Singapore Broadcasting Authority is formed.
 12 October - Singapore English very first television drama series, Masters of the Sea was aired on TCS Channel 5.
15 October – Madam Mona Koh, 46, a mamasan, survives two gunshot wounds at Katong People's Complex.
22 October - The last National Registration Identity Card (NRIC) replacement exercise takes place in Choa Chu Kang Community Club, marking the end of a three-year replacement programme. For those who did not re-register yet, a grace period will be given until 1995. From 1 January 1996, the old laminated NRICs will be invalid.
31 October to 3 November – A three-day debate on ministerial salaries ensues. Eventually, the white paper is approved on 3 November.
31 October – Power98FM is launched by SAFRA.

November
November – Tiong Bahru Plaza opens to the public.
21 November – The Singapore People's Party is formed after several members broke off from the Singapore Democratic Party.
30 November – Police officer Senior Staff Sergeant Boo Tiang Huat, 47, dies after sustaining an axe wound to the head while conducting routine vehicular inspection at Newton Road. He was given a field promotion to the rank of Station Inspector posthumously.

December
31 December - Panasonic New Year Countdown Celebrations is an annual multi-tiered event held every New Year's Eve in Raffles Hotel and Changi Airport its main events are pyrotechnic displays.
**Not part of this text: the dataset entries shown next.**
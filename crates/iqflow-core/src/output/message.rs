//! Control-plane messages
//!
//! Every interaction between the GUI side, the driver and downstream DSP is a
//! [`Message`] value pushed onto a [`MessageQueue`]. Queues are unbounded and
//! multi-producer; each consumer handles its messages in delivery order.

use std::time::Duration;

use crossbeam::channel::{self, Receiver, RecvTimeoutError, Sender};

use super::settings::OutputSettings;

/// Emitted downstream whenever applied settings change
#[derive(Debug, Clone, Copy, PartialEq, Eq)]
pub struct SignalNotification {
    /// Device-side sample rate in Hz
    pub sample_rate: u32,
    /// Center frequency in Hz
    pub center_frequency: u64,
}

/// Control-plane message kinds
#[derive(Debug, Clone, PartialEq, Eq)]
pub enum Message {
    // ─────────────────────────────────────────────────────────────
    // Handled by the driver
    // ─────────────────────────────────────────────────────────────
    /// Apply a full settings snapshot (every field when `force`)
    ConfigureSettings { settings: OutputSettings, force: bool },
    /// Resume or pause the worker without recreating it
    ConfigureWork(bool),
    /// Ask for the worker's consumed-sample counter
    ConfigureStreamTiming,
    /// Start (`true`) or stop (`false`) generation
    StartStop(bool),

    // ─────────────────────────────────────────────────────────────
    // Reports to the GUI side
    // ─────────────────────────────────────────────────────────────
    /// Generation is now on or off
    ReportGeneration(bool),
    /// Samples consumed by the worker since start
    ReportStreamTiming(u64),

    // ─────────────────────────────────────────────────────────────
    // Downstream DSP
    // ─────────────────────────────────────────────────────────────
    SignalChanged(SignalNotification),
}

impl Message {
    /// Whether this is a request the driver acts on
    pub fn is_driver_request(&self) -> bool {
        matches!(
            self,
            Message::ConfigureSettings { .. }
                | Message::ConfigureWork(_)
                | Message::ConfigureStreamTiming
                | Message::StartStop(_)
        )
    }
}

/// Ordered, asynchronous, multi-producer message queue
///
/// Cloning yields another handle onto the same queue.
#[derive(Debug, Clone)]
pub struct MessageQueue {
    tx: Sender<Message>,
    rx: Receiver<Message>,
}

impl MessageQueue {
    pub fn new() -> Self {
        let (tx, rx) = channel::unbounded();
        Self { tx, rx }
    }

    /// Enqueue a message; never blocks
    pub fn push(&self, message: Message) {
        // Both ends live in `self`, so the channel cannot be disconnected
        let _ = self.tx.send(message);
    }

    /// Dequeue the oldest message, if any
    pub fn pop(&self) -> Option<Message> {
        self.rx.try_recv().ok()
    }

    /// Wait up to `timeout` for the next message
    pub fn pop_timeout(&self, timeout: Duration) -> Option<Message> {
        match self.rx.recv_timeout(timeout) {
            Ok(message) => Some(message),
            Err(RecvTimeoutError::Timeout) | Err(RecvTimeoutError::Disconnected) => None,
        }
    }

    /// Take every message currently queued, oldest first
    pub fn drain(&self) -> Vec<Message> {
        self.rx.try_iter().collect()
    }

    /// Sending half, for producers that only push
    pub fn sender(&self) -> Sender<Message> {
        self.tx.clone()
    }

    pub fn len(&self) -> usize {
        self.rx.len()
    }

    pub fn is_empty(&self) -> bool {
        self.rx.is_empty()
    }
}

impl Default for MessageQueue {
    fn default() -> Self {
        Self::new()
    }
}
It was officially launched by President of Singapore Ong Teng Cheong including from the midnight countdown New Year to midnight firework New Year both of which are terrestrial televised nationally free-to-air on Television Corporation of Singapore Channel 5 from 11:00pm to 12:15am SST, lasting 75-minutes and sponsored by Panasonic, Seiko and Toyota.

Date unknown
 The Singapore Heart Centre starts operations.

Births
 1 January – Carrie Wong, actress.
 1 October - Linying, the singer for NDP 2021 theme song 'The Road Ahead'. 
 5 November – Timothee Yap, national sprinter.
 13 November – Andrew Tang, racing driver.

Deaths
 24 January – F. A. Chua – Supreme Court Judge (b. 1913).
 11 February – Gog Sing Hooi – Pioneer watercolour painter (b. 1933).
 24 August – Ee Peng Liang – Businessman and philanthropist (b. 1913).
 8 November – Kwek Hong Png – Founder of Hong Leong Group (b. 1913).
 10 December – Jamit Singh – Trade unionist (b. 1929).